The homosexualist movement reacted with high praise saying that the Council of Europe “strongly reaffirmed” their position. The International Gay and Lesbian Association (ILGA), the European Union’s premier homosexualist lobby group, called it an “historic development”.

ILGA-Europe Executive Director, Patricia Prendiville commented, “For the first time since the foundation of the Council of Europe nearly 60 years ago, its executive committee, the Foreign Ministers of the 47 member states, is to issue a formal declaration in support of LGBT rights, and to engage the whole organisation in combating discrimination against LGBT people.”

With this decision, it is expected that pressure will increase on those countries that maintain legal definitions of marriage and family that preclude recognition of homosexual partnerings.

Although Poland’s constitution, for example, guarantees equality under the law for all citizens and bars unlawful discrimination “for any reason”, the country is under almost constant pressure to implement special provisions recognising homosexual partnerships.

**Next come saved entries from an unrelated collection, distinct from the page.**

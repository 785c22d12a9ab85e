//! Studio core: pure state machine and view-model helpers.
mod effect;
mod msg;
mod session;
mod state;
mod update;
mod view_model;

pub use effect::Effect;
pub use msg::Msg;
pub use session::{referral_code, Profile};
pub use state::{
    video_status_message, AppState, JobSpec, RequestId, SeoBrief, Stage, ToolKind, ToolResult,
    HISTORY_LIMIT,
};
pub use update::update;
pub use view_model::{AppViewModel, BulkItemView, BulkView, SessionView, ToolStatus, ToolView};
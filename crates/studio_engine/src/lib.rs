//! Studio engine: remote generation, job polling, batch sequencing and effect execution.
mod artifact;
mod batch;
mod client;
mod config;
mod engine;
mod filename;
mod identity;
mod payload;
mod persist;
mod poller;
mod preview;
mod progress;
mod tools;
mod types;
mod youtube;

pub use artifact::{
    data_uri, decode_data_uri, extension_for_mime, save_artifact, ArtifactStore, LocalArtifact,
};
pub use batch::{BatchError, BatchItemResult, BatchSequencer, BatchSettings, WorkItem};
pub use client::{GeminiClient, GenerationApi};
pub use config::{ConfigError, Credentials, EngineConfig, HttpSettings, ModelSettings};
pub use engine::{EngineHandle, StudioContext};
pub use filename::artifact_filename;
pub use identity::{affiliate_id, decode_identity_token, IdentityError, IdentityProfile};
pub use payload::{AspectRatio, ImageRequest, SeedImage, SpeechRequest, TextRequest, VideoRequest};
pub use persist::{ensure_output_dir, AtomicFileWriter, PersistError};
pub use poller::{DownloadedMedia, JobHandle, JobPoller, OperationApi, PollSettings};
pub use preview::{prepare_preview, MAX_PREVIEW_CHARS};
pub use progress::{ChannelProgressSink, ProgressSink};
pub use tools::{
    styled_prompt, thumbnail_prompt, ChannelGrowth, DiscoveryReport, ScriptDraft, ScriptPoint,
    SeoInputs, SeoPackage, ThumbnailConcept, Toolbox, TrendingChannel, ViralVideo,
};
pub use types::{
    BatchEvent, EngineEvent, FailureKind, JobProgress, RequestId, Stage, ToolError, ToolJob,
    ToolOutput,
};
pub use youtube::{ChannelStats, SearchHit, VideoStats, YouTubeClient};
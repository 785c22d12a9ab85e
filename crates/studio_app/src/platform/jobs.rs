//! Translation between core request specs and engine jobs and outputs.
use std::fs;
use std::path::Path;

use studio_core::{JobSpec, SeoBrief, Stage, ToolResult};
use studio_engine::{
    thumbnail_prompt, AspectRatio, DiscoveryReport, ScriptDraft, SeedImage, SeoInputs, SeoPackage,
    SpeechRequest, ToolJob, VideoRequest,
};

/// Thumbnails are always rendered widescreen.
const THUMBNAIL_ASPECT: AspectRatio = AspectRatio::Landscape;

pub(crate) fn to_tool_job(spec: JobSpec) -> Result<ToolJob, String> {
    let job = match spec {
        JobSpec::Images {
            prompt,
            style,
            negative_prompt,
            count,
            aspect_ratio,
        } => ToolJob::Images {
            prompt,
            style,
            negative_prompt,
            count,
            aspect_ratio: aspect_ratio.parse()?,
        },
        JobSpec::Bulk {
            script,
            style,
            aspect_ratio,
        } => ToolJob::Bulk {
            script,
            style,
            aspect_ratio: aspect_ratio.parse()?,
        },
        JobSpec::Video {
            prompt,
            seed_image,
            aspect_ratio,
        } => ToolJob::Video(VideoRequest {
            prompt,
            seed_image: seed_image.as_deref().map(read_seed_image).transpose()?,
            aspect_ratio: aspect_ratio.parse()?,
        }),
        JobSpec::Script { topic } => ToolJob::Script { topic },
        JobSpec::Rewrite { script } => ToolJob::Rewrite { script },
        JobSpec::Seo(brief) => ToolJob::Seo(seo_inputs(&brief)),
        JobSpec::Speech { text, voice } => ToolJob::Speech(SpeechRequest { text, voice }),
        JobSpec::Discovery { query } => ToolJob::Discovery { query },
        JobSpec::Thumbnail { prompt } => ToolJob::Images {
            prompt,
            style: None,
            negative_prompt: None,
            count: 1,
            aspect_ratio: THUMBNAIL_ASPECT,
        },
    };
    Ok(job)
}

pub(crate) fn seo_inputs(brief: &SeoBrief) -> SeoInputs {
    SeoInputs {
        topic: brief.topic.clone(),
        keywords: brief.keywords.clone(),
        channel_link: brief.channel_link.clone(),
        business_email: brief.business_email.clone(),
        target_audience: brief.target_audience.clone(),
        desired_emotion: brief.desired_emotion.clone(),
    }
}

fn read_seed_image(path: &str) -> Result<SeedImage, String> {
    let mime_type = match Path::new(path)
        .extension()
        .and_then(|ext| ext.to_str())
        .map(str::to_ascii_lowercase)
        .as_deref()
    {
        Some("png") => "image/png",
        Some("jpg" | "jpeg") => "image/jpeg",
        Some("webp") => "image/webp",
        _ => return Err(format!("{path}: starting frame must be png, jpeg or webp")),
    };
    let bytes = fs::read(path).map_err(|err| format!("{path}: {err}"))?;
    Ok(SeedImage {
        bytes,
        mime_type: mime_type.to_string(),
    })
}

pub(crate) fn map_stage(stage: studio_engine::Stage) -> Stage {
    match stage {
        studio_engine::Stage::Queued => Stage::Queued,
        studio_engine::Stage::Submitting => Stage::Submitting,
        studio_engine::Stage::Polling => Stage::Polling,
        studio_engine::Stage::Downloading => Stage::Downloading,
        studio_engine::Stage::Extracting => Stage::Extracting,
        studio_engine::Stage::Generating => Stage::Generating,
        studio_engine::Stage::Done => Stage::Done,
    }
}

pub(crate) fn script_document(draft: ScriptDraft) -> ToolResult {
    let mut sections = vec![
        ("Hook".to_string(), draft.hook),
        ("Introduction".to_string(), draft.introduction),
    ];
    sections.extend(
        draft
            .main_points
            .into_iter()
            .map(|point| (point.heading, point.details)),
    );
    sections.push(("Conclusion".to_string(), draft.conclusion));
    sections.push(("Call to action".to_string(), draft.call_to_action));
    ToolResult::Document {
        title: draft.title,
        sections,
        follow_up_prompts: Vec::new(),
    }
}

/// The thumbnail concepts become ready-to-run image prompts.
pub(crate) fn seo_document(package: SeoPackage, inputs: Option<&SeoInputs>) -> ToolResult {
    let follow_up_prompts = match inputs {
        Some(inputs) => package
            .thumbnails
            .iter()
            .map(|concept| thumbnail_prompt(inputs, concept))
            .collect(),
        None => Vec::new(),
    };
    let mut sections = vec![
        ("Titles".to_string(), numbered(&package.titles)),
        ("Description".to_string(), package.description),
        ("Tags".to_string(), package.tags.join(", ")),
    ];
    for (n, concept) in package.thumbnails.iter().enumerate() {
        sections.push((
            format!("Thumbnail {}", n + 1),
            format!(
                "{}\nExpression: {}\nObjects: {}\nColors: {}",
                concept.concept_description,
                concept.facial_expression,
                concept.objects.join(", "),
                concept.color_pairs.join(", ")
            ),
        ));
    }
    ToolResult::Document {
        title: "SEO package".to_string(),
        sections,
        follow_up_prompts,
    }
}

pub(crate) fn discovery_document(query: &str, report: DiscoveryReport) -> ToolResult {
    let mut sections = Vec::new();
    for channel in report.trending_channels {
        sections.push((
            channel.name,
            format!(
                "{} subscribers ({} in 7 days, {} in 30 days), {} average views, niche: {}",
                channel.subscriber_count,
                channel.subscriber_growth.last_7_days,
                channel.subscriber_growth.last_30_days,
                channel.avg_views,
                channel.niche
            ),
        ));
    }
    for video in report.viral_videos {
        sections.push((
            video.title,
            format!(
                "{}: {} views, {} views/hour, viral index {}, uploaded {}",
                video.channel_name,
                video.views,
                video.vph,
                video.viral_index,
                video.upload_date
            ),
        ));
    }
    ToolResult::Document {
        title: format!("Channel discovery: {query}"),
        sections,
        follow_up_prompts: Vec::new(),
    }
}

fn numbered(items: &[String]) -> String {
    items
        .iter()
        .enumerate()
        .map(|(n, item)| format!("{}. {}", n + 1, item))
        .collect::<Vec<_>>()
        .join("\n")
}
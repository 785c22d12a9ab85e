//! Command-line surface of the `studio` binary.
use std::path::PathBuf;

use clap::{Args, Parser, Subcommand};

#[derive(Parser, Debug)]
#[command(
    name = "studio",
    version,
    about = "AI tools for video creators: images, video, scripts, SEO, voice-over",
    subcommand_required = true,
    arg_required_else_help = true
)]
pub struct Cli {
    /// Referral link or code to remember until the next sign-in
    #[arg(long = "ref", global = true, value_name = "LINK_OR_CODE")]
    pub referral: Option<String>,

    /// Also log to the terminal, at debug level
    #[arg(long, short, global = true)]
    pub verbose: bool,

    /// Where generated media and the session file are stored
    #[arg(long, global = true, value_name = "DIR")]
    pub output: Option<PathBuf>,

    #[command(subcommand)]
    pub command: Command,
}

#[derive(Subcommand, Debug)]
pub enum Command {
    /// Generate one to four images from a prompt
    Image(ImageArgs),
    /// Turn a script into one image per scene
    Bulk(BulkArgs),
    /// Generate a short video clip (takes minutes)
    Video(VideoArgs),
    /// Write a structured video script for a topic
    Script(ScriptArgs),
    /// Rewrite an existing script for retention
    Rewrite(ScriptSource),
    /// Produce titles, description, tags and thumbnail concepts
    Seo(SeoArgs),
    /// Synthesize a voice-over
    Speak(SpeakArgs),
    /// Find trending channels and viral videos for a niche
    Discover(DiscoverArgs),
    /// Store the profile carried by an identity token
    SignIn(SignInArgs),
    /// Forget the stored profile
    SignOut,
    /// Show the stored profile and referral code
    Whoami,
}

#[derive(Args, Debug)]
pub struct ImageArgs {
    pub prompt: String,

    /// Visual style, e.g. cinematic, anime, 3d_animation
    #[arg(long)]
    pub style: Option<String>,

    /// Things the image must not contain
    #[arg(long)]
    pub negative: Option<String>,

    #[arg(long, default_value_t = 1, value_parser = clap::value_parser!(u8).range(1..=4))]
    pub count: u8,

    #[arg(long, default_value = "1:1")]
    pub aspect: String,
}

/// Script text given inline or read from a file.
#[derive(Args, Debug)]
pub struct ScriptSource {
    #[arg(conflicts_with = "file")]
    pub text: Option<String>,

    #[arg(long, value_name = "PATH")]
    pub file: Option<PathBuf>,
}

#[derive(Args, Debug)]
pub struct BulkArgs {
    #[command(flatten)]
    pub source: ScriptSource,

    #[arg(long, default_value = "cinematic")]
    pub style: String,

    #[arg(long, default_value = "16:9")]
    pub aspect: String,
}

#[derive(Args, Debug)]
pub struct VideoArgs {
    pub prompt: String,

    /// Starting frame (png, jpeg or webp)
    #[arg(long, value_name = "PATH")]
    pub image: Option<PathBuf>,

    #[arg(long, default_value = "16:9")]
    pub aspect: String,
}

#[derive(Args, Debug)]
pub struct ScriptArgs {
    pub topic: String,
}

#[derive(Args, Debug)]
pub struct SeoArgs {
    pub topic: String,

    #[arg(long, default_value = "")]
    pub keywords: String,

    #[arg(long, default_value = "")]
    pub channel_link: String,

    #[arg(long, default_value = "")]
    pub email: String,

    #[arg(long, default_value = "")]
    pub audience: String,

    #[arg(long, default_value = "")]
    pub emotion: String,

    /// Also render the Nth thumbnail concept (1-based)
    #[arg(long, value_name = "N", value_parser = clap::value_parser!(u8).range(1..))]
    pub thumbnail: Option<u8>,
}

#[derive(Args, Debug)]
pub struct SpeakArgs {
    pub text: String,

    #[arg(long, default_value = "Kore")]
    pub voice: String,
}

#[derive(Args, Debug)]
pub struct DiscoverArgs {
    pub query: String,
}

#[derive(Args, Debug)]
pub struct SignInArgs {
    /// Identity token issued by the sign-in provider
    #[arg(long)]
    pub token: String,
}

#[cfg(test)]
mod tests {
    use super::*;
    use clap::CommandFactory;

    #[test]
    fn cli_definition_is_consistent() {
        Cli::command().debug_assert();
    }

    #[test]
    fn global_flags_follow_subcommand() {
        let cli = Cli::try_parse_from([
            "studio",
            "image",
            "a red fox",
            "--count",
            "3",
            "--ref",
            "partner7",
            "--output",
            "/tmp/out",
        ])
        .unwrap();
        assert_eq!(cli.referral.as_deref(), Some("partner7"));
        assert_eq!(cli.output, Some(PathBuf::from("/tmp/out")));
        match cli.command {
            Command::Image(args) => {
                assert_eq!(args.prompt, "a red fox");
                assert_eq!(args.count, 3);
                assert_eq!(args.aspect, "1:1");
            }
            other => panic!("unexpected command {other:?}"),
        }
    }

    #[test]
    fn image_count_is_bounded() {
        assert!(Cli::try_parse_from(["studio", "image", "x", "--count", "5"]).is_err());
    }
}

Meanwhile, surveys continue to show overwhelming public opposition in Poland to the attempted normalisation of the homosexual lifestyle. A 2005 survey found 89 per cent of the population stating that they consider homosexuality an “unnatural” activity. In 2006 the European Commission ran a poll that showed Polish public opinion was generally opposed to same-sex “marriage” and to adoption by homosexuals.

Greece, Latvia, Belarus, Serbia, Malta, Slovakia and Ukraine are likely to be particularly singled out by activists and EU officials for having retained the legal meaning of marriage and family as being between a man and a woman and refusing attempts to install “gay marriage” or civil partnerships.

In some of those countries, homosexuality is still recognised as a mental disorder that bars a person from military service. The adoption of children is reserved for couples in natural marriages. In many of the countries homosexual activists have noted that the continued influence of religious bodies, in most cases either Orthodox or Catholic, is a significant obstacle for their progress.